SONUÇ: Yukarıda 1. bentte açıklanan nedenlerle davalının tüm, davacının diğer temyiz itirazlarının reddine, 2. bentte açıklanan nedenlerle davacının temyiz itirazlarının kabulüyle Bölge Adliye Mahkemesi kararının temyiz eden davacı yararına BOZULMASINA, 2.037,00 TL duruşma vekâlet ücretinin davacıdan alınarak Yargıtay"daki duruşmada vekille temsil olunan davalıya verilmesine, ödenenden 5766 sayılı Kanun"un 11. maddesi ile yapılan değişiklik gereğince Harçlar Kanunu 42/2-d maddesi uyarınca alınması gereken 218,50 TL Yargıtay başvurma harcının mahsup edilerek, varsa fazla alınan harcın temyiz eden davacıya iadesine, 1606 sayılı Kanun"un 1. maddesi uyarınca temyiz eden davalı ... cemiyetinden harç alınmasına yer olmadığına, 6100 sayılı HMK 373. madde hükümleri gözetilerek dosyanın Bölge Adliye Mahkemesi Hukuk Dairesine, karardan bir örneğinin ise ilk derece mahkemesine gönderilmesine,
12.12.2019 gününde kesin olmak üzere oyçokluğuyla karar verildi.
- K A R Ş I O Y Y A Z I S I -
Taraflar arasında 06.09.2014 tarihli sözleşmenin 54. maddesinde tahkim şartı kabul edilmiş olup, bu tahkim şartına dayanarak yüklenici tarafından hakem heyetine başvurulmuş, verilen karara karşı davacı yüklenici tarafından iptâl davası açılmış, iptâl davasına bakan İstanbul Bölge Adliye Mahkemesi 15. Hukuk Dairesi tarafından hakem kararının iptâline karar verilmiş, davalı iş sahibi tarafından süresi içerisinde temyiz yoluna başvurulmuştur.

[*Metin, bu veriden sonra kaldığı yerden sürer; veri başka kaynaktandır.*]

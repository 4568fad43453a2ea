//! Text primitives shared by the pipeline steps.
//!
//! Sentence handling is deliberately naive: replies are conversational
//! prose, not legal text, and both languages terminate sentences with a
//! small fixed set of marks. A newline always closes a sentence.

use once_cell::sync::Lazy;
use regex::Regex;

/// Marks that close a sentence in either language.
pub const SENTENCE_TERMINATORS: [char; 5] = ['.', '!', '?', '؟', '…'];

static EMOJI_CHAR: Lazy<Regex> =
    Lazy::new(|| Regex::new(r"\p{Extended_Pictographic}").unwrap());
static NON_WORD: Lazy<Regex> = Lazy::new(|| Regex::new(r"[^\p{L}\p{N}\s]").unwrap());
static WHITESPACE_RUN: Lazy<Regex> = Lazy::new(|| Regex::new(r"\s+").unwrap());

/// Split text into trimmed sentences. Runs of terminators ("?!", "...")
/// and a trailing closing quote stay attached to their sentence.
pub fn split_sentences(text: &str) -> Vec<String> {
    let mut sentences = Vec::new();
    let mut current = String::new();
    let mut chars = text.chars().peekable();

    while let Some(c) = chars.next() {
        if c == '\n' {
            push_trimmed(&mut sentences, &mut current);
            continue;
        }
        current.push(c);
        if SENTENCE_TERMINATORS.contains(&c) {
            while let Some(&next) = chars.peek() {
                if SENTENCE_TERMINATORS.contains(&next) || matches!(next, '"' | '\'' | ')') {
                    current.push(next);
                    chars.next();
                } else {
                    break;
                }
            }
            push_trimmed(&mut sentences, &mut current);
        }
    }
    push_trimmed(&mut sentences, &mut current);
    sentences
}

fn push_trimmed(sentences: &mut Vec<String>, current: &mut String) {
    let trimmed = current.trim();
    if !trimmed.is_empty() {
        sentences.push(trimmed.to_string());
    }
    current.clear();
}

pub fn sentence_count(text: &str) -> usize {
    split_sentences(text).len()
}

/// Keep at most `max` sentences, joined back into flowing prose.
pub fn truncate_sentences(text: &str, max: usize) -> String {
    let sentences = split_sentences(text);
    if sentences.len() <= max {
        return text.to_string();
    }
    sentences[..max].join(" ")
}

/// Whether the text ends as a question in either language.
pub fn is_question(text: &str) -> bool {
    let trimmed = text.trim_end();
    trimmed.ends_with('?') || trimmed.ends_with('؟')
}

/// Canonical form for near-duplicate detection: lowercased, punctuation
/// and emoji stripped, whitespace collapsed.
pub fn normalize_for_dedupe(text: &str) -> String {
    let no_emoji = EMOJI_CHAR.replace_all(text, "");
    let words_only = NON_WORD.replace_all(&no_emoji, "");
    let collapsed = WHITESPACE_RUN.replace_all(&words_only, " ");
    collapsed.trim().to_lowercase()
}

/// Number of pictographic scalars in the text.
pub fn emoji_count(text: &str) -> usize {
    EMOJI_CHAR.find_iter(text).count()
}

/// Drop every pictographic scalar past the first `max`, along with any
/// variation selector or joiner glued to a dropped one.
pub fn clamp_emoji(text: &str, max: usize) -> String {
    let mut out = String::with_capacity(text.len());
    let mut seen = 0;
    let mut last_removed = false;
    let mut buf = [0u8; 4];

    for c in text.chars() {
        if last_removed && matches!(c, '\u{FE0F}' | '\u{200D}') {
            continue;
        }
        if EMOJI_CHAR.is_match(c.encode_utf8(&mut buf)) {
            seen += 1;
            if seen > max {
                last_removed = true;
                continue;
            }
        }
        last_removed = false;
        out.push(c);
    }
    out
}

/// Character-budget truncation. Cuts on a char boundary and closes the
/// text with an ellipsis when something was dropped.
pub fn truncate_to_chars(text: &str, max_chars: usize) -> String {
    if text.chars().count() <= max_chars {
        return text.to_string();
    }
    let mut out: String = text.chars().take(max_chars.saturating_sub(1)).collect();
    let kept = out.trim_end().len();
    out.truncate(kept);
    out.push('…');
    out
}

// ============================================================================
// Tests
// ============================================================================

#[cfg(test)]
mod tests {
    use super::*;

    #[test]
    fn test_split_handles_both_languages() {
        let sentences = split_sentences("I hear you. How was your day؟ Take care!");
        assert_eq!(
            sentences,
            vec!["I hear you.", "How was your day؟", "Take care!"]
        );
    }

    #[test]
    fn test_split_keeps_terminator_runs_together() {
        let sentences = split_sentences("Really?! Wait... okay.");
        assert_eq!(sentences, vec!["Really?!", "Wait...", "okay."]);
    }

    #[test]
    fn test_newline_closes_a_sentence() {
        let sentences = split_sentences("First thought\nSecond thought.");
        assert_eq!(sentences, vec!["First thought", "Second thought."]);
    }

    #[test]
    fn test_truncate_sentences_budget() {
        let text = "One. Two. Three. Four. Five.";
        assert_eq!(truncate_sentences(text, 3), "One. Two. Three.");
        assert_eq!(truncate_sentences(text, 9), text);
    }

    #[test]
    fn test_question_detection() {
        assert!(is_question("How are you?"));
        assert!(is_question("كيف حالك؟"));
        assert!(is_question("Ready? "));
        assert!(!is_question("I am here."));
    }

    #[test]
    fn test_normalize_for_dedupe_equates_variants() {
        assert_eq!(
            normalize_for_dedupe("I'm here for you!! 💙"),
            normalize_for_dedupe("im   here for you")
        );
        assert_ne!(
            normalize_for_dedupe("I'm here for you"),
            normalize_for_dedupe("I'm here with you")
        );
    }

    #[test]
    fn test_emoji_count_and_clamp() {
        let text = "Stay strong 💙🫂🌿😌✨";
        assert_eq!(emoji_count(text), 5);
        let clamped = clamp_emoji(text, 3);
        assert_eq!(emoji_count(&clamped), 3);
        assert!(clamped.starts_with("Stay strong"));
        assert_eq!(clamp_emoji("no emoji here", 0), "no emoji here");
    }

    #[test]
    fn test_truncate_to_chars_closes_with_ellipsis() {
        let text = "a very long reply that keeps going";
        let cut = truncate_to_chars(text, 12);
        assert!(cut.chars().count() <= 12);
        assert!(cut.ends_with('…'));
        assert_eq!(truncate_to_chars("short", 10), "short");
    }
}
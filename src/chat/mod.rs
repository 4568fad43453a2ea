//! The chat flow: quota gate, context gathering, completion, response
//! shaping, and deferred bookkeeping.

pub mod service;

pub use service::{ChatOutcome, ChatReply, ChatRequest, ChatService};
//! Response orchestrator: the 10-step rewrite between model and user.
//!
//! The pipeline per reply:
//! 1. Directive softening (unless trust tier >= 4)
//! 2. Trigger redaction (top 3 topics)
//! 3. State-specific rewrite
//! 4. Empathy opener
//! 5. Emotion modulation
//! 6. Free/fast flattening
//! 7. Disclaimer normalization (at most one canonical footer)
//! 8. Length capping by engine mode
//! 9. Short-verbosity enforcement
//! 10. Emoji decoration
//!
//! Steps are strictly ordered and individually idempotent. The public
//! entry point is fail-open: any internal error is logged and the raw
//! reply goes out untouched, because delivering the reply outranks
//! decorating it.

pub mod disclaimer;
pub mod emoji;
pub mod length;
pub mod redaction;
pub mod rewrite;
pub mod softening;
pub mod text;

use crate::engine::EngineMode;
use crate::error::OrchestrateError;
use crate::persona::PersonaStyle;
use crate::tone::select_tone;
use crate::types::{
    ConversationState, EmotionSnapshot, Language, SeverityLevel, Trigger, TrustSnapshot,
    VerbosityMode,
};

/// Everything the pipeline needs to rewrite one reply.
#[derive(Debug, Clone)]
pub struct OrchestratorInput {
    /// The model's reply, verbatim.
    pub raw_reply: String,
    pub emotion: EmotionSnapshot,
    pub state: ConversationState,
    pub triggers: Vec<Trigger>,
    pub language: Language,
    pub severity: SeverityLevel,
    pub persona: PersonaStyle,
    pub engine_mode: EngineMode,
    pub is_premium: bool,
    pub trust: TrustSnapshot,
    pub verbosity: VerbosityMode,
}

/// Rewrite a reply, returning the raw text unchanged if anything inside
/// the pipeline fails.
pub fn orchestrate(input: &OrchestratorInput) -> String {
    match run_pipeline(input) {
        Ok(reply) => reply,
        Err(e) => {
            tracing::warn!(error = %e, "reply pipeline failed, returning raw reply");
            input.raw_reply.clone()
        }
    }
}

/// The pipeline itself. Exposed for tests and for callers that want the
/// error instead of the fail-open fallback.
pub fn run_pipeline(input: &OrchestratorInput) -> Result<String, OrchestrateError> {
    let tier = input.trust.tier();
    let tone = select_tone(input.severity, input.state, &input.persona, tier);

    // ── Step 1: Directive softening ─────────────────────────────────────
    let mut reply = softening::soften_directives(&input.raw_reply, input.language, tier);

    // ── Step 2: Trigger redaction ───────────────────────────────────────
    reply = redaction::redact_triggers(&reply, &input.triggers, input.language)?;

    // ── Step 3: State rewrite ───────────────────────────────────────────
    reply = rewrite::apply_state_rewrite(&reply, input.state, input.language)?;

    // ── Step 4: Empathy opener ──────────────────────────────────────────
    reply = rewrite::apply_empathy_opener(
        &reply,
        &tone,
        input.severity,
        input.verbosity,
        input.language,
    )?;

    // ── Step 5: Emotion modulation ──────────────────────────────────────
    reply = rewrite::apply_emotion_modulation(&reply, &input.emotion, input.language)?;

    // ── Step 6: Free/fast flattening ────────────────────────────────────
    reply = length::flatten_fast_reply(&reply, input.engine_mode, input.is_premium);

    // ── Step 7: Disclaimer normalization ────────────────────────────────
    reply = disclaimer::normalize_disclaimers(
        &reply,
        &tone,
        input.severity,
        &input.emotion,
        input.state,
        input.language,
    )?;

    // ── Step 8: Length capping ──────────────────────────────────────────
    reply = length::cap_reply_lines(
        &reply,
        input.engine_mode,
        &tone,
        input.emotion.intensity,
        tier,
        input.state,
        input.language,
    );

    // ── Step 9: Short-verbosity enforcement ─────────────────────────────
    reply = length::enforce_short_verbosity(
        &reply,
        input.severity,
        input.verbosity,
        input.language,
    )?;

    // ── Step 10: Emoji decoration ───────────────────────────────────────
    Ok(emoji::decorate(&reply, input.emotion.primary, input.verbosity))
}

// ============================================================================
// Tests
// ============================================================================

... Bölge Adliye Mahkemesi’nce bakılan iptâl davasında yapılan yargılama neticesinde verilen hakem kararının, tahkim yargılamasının duruşma yapılmaksızın tamamlandığı, toplantıların taraflara bildirilmediği ve toplantı tutanaklarının tebliğ edilmediği keşif ve bilirkişi raporunun taraflara usulünce tebliğ edilmediği gerekçesiyle HMK’nın 439/2-e maddesi gereğince iptâline karar verilmiştir.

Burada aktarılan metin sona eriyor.